## WORK TO COMPLETE
Below is a listing; restate from it, character for character, the lines beginning at the line holding "is track 2." and ending at the line holding "assert_eq!(first.line_number, 1);", both included.
== INPUT
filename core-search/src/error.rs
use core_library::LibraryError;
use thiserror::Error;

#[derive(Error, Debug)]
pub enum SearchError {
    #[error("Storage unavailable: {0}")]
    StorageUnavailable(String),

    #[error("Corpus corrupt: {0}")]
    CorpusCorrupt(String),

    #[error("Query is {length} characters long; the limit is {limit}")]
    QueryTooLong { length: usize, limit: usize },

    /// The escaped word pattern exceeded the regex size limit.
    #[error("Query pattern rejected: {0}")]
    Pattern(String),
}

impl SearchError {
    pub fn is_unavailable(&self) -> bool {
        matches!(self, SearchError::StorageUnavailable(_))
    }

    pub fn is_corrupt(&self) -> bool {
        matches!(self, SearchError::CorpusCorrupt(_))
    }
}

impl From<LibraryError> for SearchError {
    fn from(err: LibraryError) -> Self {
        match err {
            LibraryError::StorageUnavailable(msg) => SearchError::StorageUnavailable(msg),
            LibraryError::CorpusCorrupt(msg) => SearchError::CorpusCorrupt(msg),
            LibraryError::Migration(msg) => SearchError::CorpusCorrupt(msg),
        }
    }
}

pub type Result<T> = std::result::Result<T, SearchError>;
====
== INPUT
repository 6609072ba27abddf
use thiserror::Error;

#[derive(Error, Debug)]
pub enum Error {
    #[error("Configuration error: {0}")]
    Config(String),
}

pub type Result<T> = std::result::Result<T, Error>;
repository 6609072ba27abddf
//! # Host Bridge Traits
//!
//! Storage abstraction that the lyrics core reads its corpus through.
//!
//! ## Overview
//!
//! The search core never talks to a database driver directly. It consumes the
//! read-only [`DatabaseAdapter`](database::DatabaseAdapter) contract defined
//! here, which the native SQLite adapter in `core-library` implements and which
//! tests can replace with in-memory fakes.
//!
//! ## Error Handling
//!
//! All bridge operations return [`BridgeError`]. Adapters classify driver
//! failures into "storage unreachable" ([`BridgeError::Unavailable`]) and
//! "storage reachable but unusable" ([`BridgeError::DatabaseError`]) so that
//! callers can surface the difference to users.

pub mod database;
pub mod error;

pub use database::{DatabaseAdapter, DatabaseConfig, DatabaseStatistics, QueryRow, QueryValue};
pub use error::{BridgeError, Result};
====
== INPUT
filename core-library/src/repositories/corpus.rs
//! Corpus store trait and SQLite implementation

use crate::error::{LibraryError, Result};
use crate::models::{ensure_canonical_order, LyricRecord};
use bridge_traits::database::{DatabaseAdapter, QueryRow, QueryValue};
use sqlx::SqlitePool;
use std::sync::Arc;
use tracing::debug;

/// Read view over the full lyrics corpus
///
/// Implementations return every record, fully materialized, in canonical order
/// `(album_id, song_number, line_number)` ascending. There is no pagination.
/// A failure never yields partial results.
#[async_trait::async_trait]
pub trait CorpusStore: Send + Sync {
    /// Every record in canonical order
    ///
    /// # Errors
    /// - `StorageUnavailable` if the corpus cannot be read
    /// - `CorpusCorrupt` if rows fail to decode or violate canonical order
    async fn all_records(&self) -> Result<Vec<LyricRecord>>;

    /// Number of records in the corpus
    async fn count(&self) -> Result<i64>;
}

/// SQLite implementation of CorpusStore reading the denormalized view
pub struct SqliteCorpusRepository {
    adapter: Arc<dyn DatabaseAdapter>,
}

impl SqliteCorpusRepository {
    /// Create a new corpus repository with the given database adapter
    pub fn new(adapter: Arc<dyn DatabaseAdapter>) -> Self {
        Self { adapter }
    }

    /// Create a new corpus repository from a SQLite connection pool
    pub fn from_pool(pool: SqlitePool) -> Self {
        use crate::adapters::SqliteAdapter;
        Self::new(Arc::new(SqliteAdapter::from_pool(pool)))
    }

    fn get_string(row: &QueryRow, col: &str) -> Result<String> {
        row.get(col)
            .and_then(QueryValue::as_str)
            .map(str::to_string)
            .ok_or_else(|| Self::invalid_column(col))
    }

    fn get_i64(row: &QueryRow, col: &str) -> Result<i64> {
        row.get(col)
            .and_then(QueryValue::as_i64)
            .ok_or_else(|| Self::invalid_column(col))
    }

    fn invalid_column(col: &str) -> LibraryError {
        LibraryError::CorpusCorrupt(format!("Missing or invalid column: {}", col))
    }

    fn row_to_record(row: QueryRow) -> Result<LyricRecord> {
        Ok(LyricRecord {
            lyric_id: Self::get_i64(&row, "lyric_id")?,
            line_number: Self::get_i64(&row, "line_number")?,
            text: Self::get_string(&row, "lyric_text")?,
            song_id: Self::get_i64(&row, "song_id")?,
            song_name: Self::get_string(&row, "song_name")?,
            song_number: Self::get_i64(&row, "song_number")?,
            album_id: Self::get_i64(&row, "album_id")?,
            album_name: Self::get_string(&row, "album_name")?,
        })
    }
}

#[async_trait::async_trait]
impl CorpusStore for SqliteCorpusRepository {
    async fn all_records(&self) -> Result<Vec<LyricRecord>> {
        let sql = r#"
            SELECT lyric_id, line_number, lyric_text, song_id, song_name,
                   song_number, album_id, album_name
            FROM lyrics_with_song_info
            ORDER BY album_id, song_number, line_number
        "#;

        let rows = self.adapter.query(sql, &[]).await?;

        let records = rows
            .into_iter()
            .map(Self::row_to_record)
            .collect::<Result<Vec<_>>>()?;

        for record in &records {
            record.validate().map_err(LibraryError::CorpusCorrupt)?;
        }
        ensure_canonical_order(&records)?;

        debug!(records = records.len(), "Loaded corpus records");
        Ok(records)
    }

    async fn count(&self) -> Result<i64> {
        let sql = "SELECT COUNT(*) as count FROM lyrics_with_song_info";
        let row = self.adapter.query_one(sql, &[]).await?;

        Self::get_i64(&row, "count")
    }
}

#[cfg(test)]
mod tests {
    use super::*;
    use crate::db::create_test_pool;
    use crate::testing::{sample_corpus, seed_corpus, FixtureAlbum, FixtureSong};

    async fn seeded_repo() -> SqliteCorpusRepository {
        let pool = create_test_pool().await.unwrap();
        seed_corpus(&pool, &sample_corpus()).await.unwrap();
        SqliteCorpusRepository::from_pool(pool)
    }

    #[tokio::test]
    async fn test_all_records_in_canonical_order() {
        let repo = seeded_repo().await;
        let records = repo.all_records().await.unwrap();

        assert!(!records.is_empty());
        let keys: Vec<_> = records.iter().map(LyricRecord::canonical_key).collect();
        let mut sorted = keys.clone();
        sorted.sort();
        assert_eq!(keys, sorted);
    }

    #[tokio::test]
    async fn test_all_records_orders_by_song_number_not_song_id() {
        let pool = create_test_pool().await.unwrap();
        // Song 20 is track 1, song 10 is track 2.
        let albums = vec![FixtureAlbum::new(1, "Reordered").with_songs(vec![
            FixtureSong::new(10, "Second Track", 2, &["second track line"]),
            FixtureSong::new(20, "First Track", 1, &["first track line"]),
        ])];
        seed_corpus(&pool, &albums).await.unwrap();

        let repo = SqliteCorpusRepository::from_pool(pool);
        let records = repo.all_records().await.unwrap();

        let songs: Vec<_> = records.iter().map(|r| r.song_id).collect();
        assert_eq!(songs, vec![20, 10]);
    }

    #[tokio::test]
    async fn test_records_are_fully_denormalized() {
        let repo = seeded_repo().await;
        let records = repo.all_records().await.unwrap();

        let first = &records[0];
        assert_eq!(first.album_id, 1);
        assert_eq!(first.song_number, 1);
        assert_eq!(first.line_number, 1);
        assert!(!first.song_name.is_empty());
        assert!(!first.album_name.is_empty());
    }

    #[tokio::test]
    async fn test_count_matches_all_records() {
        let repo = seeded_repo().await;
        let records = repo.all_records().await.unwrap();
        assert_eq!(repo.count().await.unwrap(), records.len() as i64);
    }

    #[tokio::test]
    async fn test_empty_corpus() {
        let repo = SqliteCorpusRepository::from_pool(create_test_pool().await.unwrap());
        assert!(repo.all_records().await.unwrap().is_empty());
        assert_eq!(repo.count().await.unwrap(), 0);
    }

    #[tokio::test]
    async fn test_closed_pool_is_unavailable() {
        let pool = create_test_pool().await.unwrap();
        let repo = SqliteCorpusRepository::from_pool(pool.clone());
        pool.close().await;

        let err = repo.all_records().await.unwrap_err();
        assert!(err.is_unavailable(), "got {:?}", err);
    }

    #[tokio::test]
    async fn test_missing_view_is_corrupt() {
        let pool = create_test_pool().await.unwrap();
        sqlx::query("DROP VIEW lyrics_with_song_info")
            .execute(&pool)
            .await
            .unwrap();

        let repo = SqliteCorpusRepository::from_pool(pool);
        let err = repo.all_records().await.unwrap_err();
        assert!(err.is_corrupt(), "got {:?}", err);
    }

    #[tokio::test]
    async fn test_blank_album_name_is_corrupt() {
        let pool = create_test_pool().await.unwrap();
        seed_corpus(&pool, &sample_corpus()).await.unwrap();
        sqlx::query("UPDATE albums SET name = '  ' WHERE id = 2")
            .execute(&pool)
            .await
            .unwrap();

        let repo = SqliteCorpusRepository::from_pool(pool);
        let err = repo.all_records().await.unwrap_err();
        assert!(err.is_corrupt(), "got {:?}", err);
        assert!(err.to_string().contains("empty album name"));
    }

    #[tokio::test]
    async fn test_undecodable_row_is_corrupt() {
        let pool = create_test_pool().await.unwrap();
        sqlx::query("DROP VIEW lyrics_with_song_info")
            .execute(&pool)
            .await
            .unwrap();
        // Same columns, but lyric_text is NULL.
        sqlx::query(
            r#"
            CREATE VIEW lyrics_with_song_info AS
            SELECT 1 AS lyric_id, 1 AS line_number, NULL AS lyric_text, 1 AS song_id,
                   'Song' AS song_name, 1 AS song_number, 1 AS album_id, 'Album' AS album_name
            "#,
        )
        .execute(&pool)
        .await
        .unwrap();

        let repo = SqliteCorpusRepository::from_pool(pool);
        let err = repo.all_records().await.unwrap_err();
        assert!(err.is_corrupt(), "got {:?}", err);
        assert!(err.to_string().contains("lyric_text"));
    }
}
====
## SOLUTION TO THIS TASK
        // Song 20 is track 1, song 10 is track 2.
        let albums = vec![FixtureAlbum::new(1, "Reordered").with_songs(vec![
            FixtureSong::new(10, "Second Track", 2, &["second track line"]),
            FixtureSong::new(20, "First Track", 1, &["first track line"]),
        ])];
        seed_corpus(&pool, &albums).await.unwrap();

        let repo = SqliteCorpusRepository::from_pool(pool);
        let records = repo.all_records().await.unwrap();

        let songs: Vec<_> = records.iter().map(|r| r.song_id).collect();
        assert_eq!(songs, vec![20, 10]);
    }

    #[tokio::test]
    async fn test_records_are_fully_denormalized() {
        let repo = seeded_repo().await;
        let records = repo.all_records().await.unwrap();

        let first = &records[0];
        assert_eq!(first.album_id, 1);
        assert_eq!(first.song_number, 1);
        assert_eq!(first.line_number, 1);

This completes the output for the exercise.